(Saved entries)
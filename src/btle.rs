use std::time::Duration;

use btleplug::api::{
    Central, Characteristic, Manager as _, Peripheral as _, ScanFilter, Service, WriteType,
};
use btleplug::platform::{Adapter, Manager, Peripheral as PlatformPeripheral};
use futures::StreamExt;
use tokio::time::Instant;
use tokio_util::sync::CancellationToken;
use tracing::{debug, info, warn};
use uuid::Uuid;

use crate::error::TransportError;
use crate::transport::{DeviceFilter, FrameHandler, Transport};

const SCAN_POLL_PERIOD: Duration = Duration::from_secs(1);

#[derive(Debug, Clone)]
pub struct BtleService {
    peripheral: PlatformPeripheral,
    service: Service,
}

#[derive(Debug, Clone)]
pub struct BtleCharacteristic {
    peripheral: PlatformPeripheral,
    characteristic: Characteristic,
}

#[derive(Debug)]
pub struct BtleSubscription {
    characteristic: BtleCharacteristic,
    cancel: CancellationToken,
}

/// [`Transport`] over the first Bluetooth adapter btleplug reports.
#[derive(Clone)]
pub struct BtleTransport {
    adapter: Adapter,
}

impl BtleTransport {
    pub async fn new() -> Result<Self, TransportError> {
        let manager = Manager::new().await.map_err(other_error)?;
        let adapter_list = manager.adapters().await.map_err(other_error)?;

        let adapter = adapter_list
            .into_iter()
            .next()
            .ok_or_else(|| TransportError::Other("No Bluetooth adapter found".to_string()))?;
        info!(
            "using adapter {}",
            adapter
                .adapter_info()
                .await
                .unwrap_or("No name adapter".to_string())
        );

        Ok(BtleTransport { adapter })
    }

    async fn find_matching(
        &self,
        filter: &DeviceFilter,
    ) -> Result<Option<PlatformPeripheral>, TransportError> {
        // may contain peripherals that are no longer in range
        let peripherals = self.adapter.peripherals().await.map_err(discovery_error)?;

        for peripheral in peripherals {
            let Ok(Some(properties)) = peripheral.properties().await else {
                continue;
            };
            if !filter.matches_name(properties.local_name.as_deref()) {
                continue;
            }
            if !filter
                .services
                .iter()
                .all(|id| properties.services.contains(id))
            {
                continue;
            }

            debug!("found matching peripheral {:?}", properties.local_name);
            return Ok(Some(peripheral));
        }
        Ok(None)
    }
}

impl Transport for BtleTransport {
    type Device = PlatformPeripheral;
    type Link = PlatformPeripheral;
    type Service = BtleService;
    type Characteristic = BtleCharacteristic;
    type Subscription = BtleSubscription;

    async fn is_available(&self) -> bool {
        self.adapter.adapter_info().await.is_ok()
    }

    async fn discover(&self, filter: &DeviceFilter) -> Result<PlatformPeripheral, TransportError> {
        let scan_filter = ScanFilter {
            services: filter.services.clone(),
        };
        self.adapter
            .start_scan(scan_filter)
            .await
            .map_err(discovery_error)?;

        let deadline = Instant::now() + filter.scan_timeout;
        let found = loop {
            match self.find_matching(filter).await {
                Ok(Some(peripheral)) => break Ok(peripheral),
                Ok(None) if Instant::now() >= deadline => {
                    break Err(TransportError::Discovery("No device selected".to_string()))
                }
                Ok(None) => tokio::time::sleep(SCAN_POLL_PERIOD).await,
                Err(err) => break Err(err),
            }
        };

        if let Err(err) = self.adapter.stop_scan().await {
            warn!("failed to stop scan: {err}");
        }
        found
    }

    async fn device_name(&self, device: &PlatformPeripheral) -> Option<String> {
        let Ok(Some(properties)) = device.properties().await else {
            return None;
        };

        properties.local_name
    }

    async fn connect(&self, device: &PlatformPeripheral) -> Result<PlatformPeripheral, TransportError> {
        if !device.is_connected().await.map_err(connection_error)? {
            device.connect().await.map_err(connection_error)?;
        }
        debug!("discovering peripheral services");
        if let Err(err) = device.discover_services().await {
            if let Err(disconnect_err) = device.disconnect().await {
                warn!("failed to disconnect after service discovery failed: {disconnect_err}");
            }
            return Err(connection_error(err));
        }
        Ok(device.clone())
    }

    async fn is_connected(&self, link: &PlatformPeripheral) -> bool {
        link.is_connected().await.unwrap_or(false)
    }

    async fn disconnect_link(&self, link: &PlatformPeripheral) -> Result<(), TransportError> {
        link.disconnect().await.map_err(other_error)
    }

    async fn forget(&self, device: &PlatformPeripheral) -> Result<(), TransportError> {
        // btleplug has no per-device permission to revoke
        debug!("forgetting peripheral {:?}", device.id());
        Ok(())
    }

    async fn resolve_service(
        &self,
        link: &PlatformPeripheral,
        id: Uuid,
    ) -> Result<BtleService, TransportError> {
        link.services()
            .into_iter()
            .find(|service| service.uuid == id)
            .map(|service| BtleService {
                peripheral: link.clone(),
                service,
            })
            .ok_or(TransportError::ServiceNotFound(id))
    }

    async fn resolve_characteristic(
        &self,
        service: &BtleService,
        id: Uuid,
    ) -> Result<BtleCharacteristic, TransportError> {
        service
            .service
            .characteristics
            .iter()
            .find(|characteristic| characteristic.uuid == id)
            .map(|characteristic| BtleCharacteristic {
                peripheral: service.peripheral.clone(),
                characteristic: characteristic.clone(),
            })
            .ok_or(TransportError::CharacteristicNotFound(id))
    }

    async fn read(&self, characteristic: &BtleCharacteristic) -> Result<Vec<u8>, TransportError> {
        characteristic
            .peripheral
            .read(&characteristic.characteristic)
            .await
            .map_err(|err| TransportError::Read(err.to_string()))
    }

    async fn write(
        &self,
        characteristic: &BtleCharacteristic,
        data: &[u8],
    ) -> Result<(), TransportError> {
        characteristic
            .peripheral
            .write(&characteristic.characteristic, data, WriteType::WithResponse)
            .await
            .map_err(|err| TransportError::Write(err.to_string()))
    }

    async fn subscribe(
        &self,
        characteristic: &BtleCharacteristic,
        mut on_frame: FrameHandler,
    ) -> Result<BtleSubscription, TransportError> {
        let peripheral = &characteristic.peripheral;
        let mut notifications = peripheral.notifications().await.map_err(subscribe_error)?;
        peripheral
            .subscribe(&characteristic.characteristic)
            .await
            .map_err(subscribe_error)?;
        debug!(
            "subscribed to characteristic {:?}",
            characteristic.characteristic.uuid
        );

        let cancel = CancellationToken::new();
        let token = cancel.clone();
        let uuid = characteristic.characteristic.uuid;
        tokio::spawn(async move {
            loop {
                tokio::select! {
                    _ = token.cancelled() => break,
                    notification = notifications.next() => match notification {
                        Some(data) if data.uuid == uuid => on_frame(data.value.as_slice()),
                        Some(_) => {}
                        None => {
                            debug!("notification stream ended");
                            break;
                        }
                    },
                }
            }
        });

        Ok(BtleSubscription {
            characteristic: characteristic.clone(),
            cancel,
        })
    }

    async fn unsubscribe(&self, subscription: BtleSubscription) -> Result<(), TransportError> {
        subscription.cancel.cancel();
        let BtleCharacteristic {
            peripheral,
            characteristic,
        } = subscription.characteristic;
        peripheral
            .unsubscribe(&characteristic)
            .await
            .map_err(other_error)
    }
}

fn discovery_error(err: btleplug::Error) -> TransportError {
    TransportError::Discovery(err.to_string())
}

fn connection_error(err: btleplug::Error) -> TransportError {
    TransportError::Connection(err.to_string())
}

fn subscribe_error(err: btleplug::Error) -> TransportError {
    TransportError::Subscribe(err.to_string())
}

fn other_error(err: btleplug::Error) -> TransportError {
    TransportError::Other(err.to_string())
}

**WORK INSTRUCTION**
Collect the complete line wherever the string "Bluetooth" appears in the records.

**RESULT OF THIS TASK**
/// [`Transport`] over the first Bluetooth adapter btleplug reports.
            .ok_or_else(|| TransportError::Other("No Bluetooth adapter found".to_string()))?;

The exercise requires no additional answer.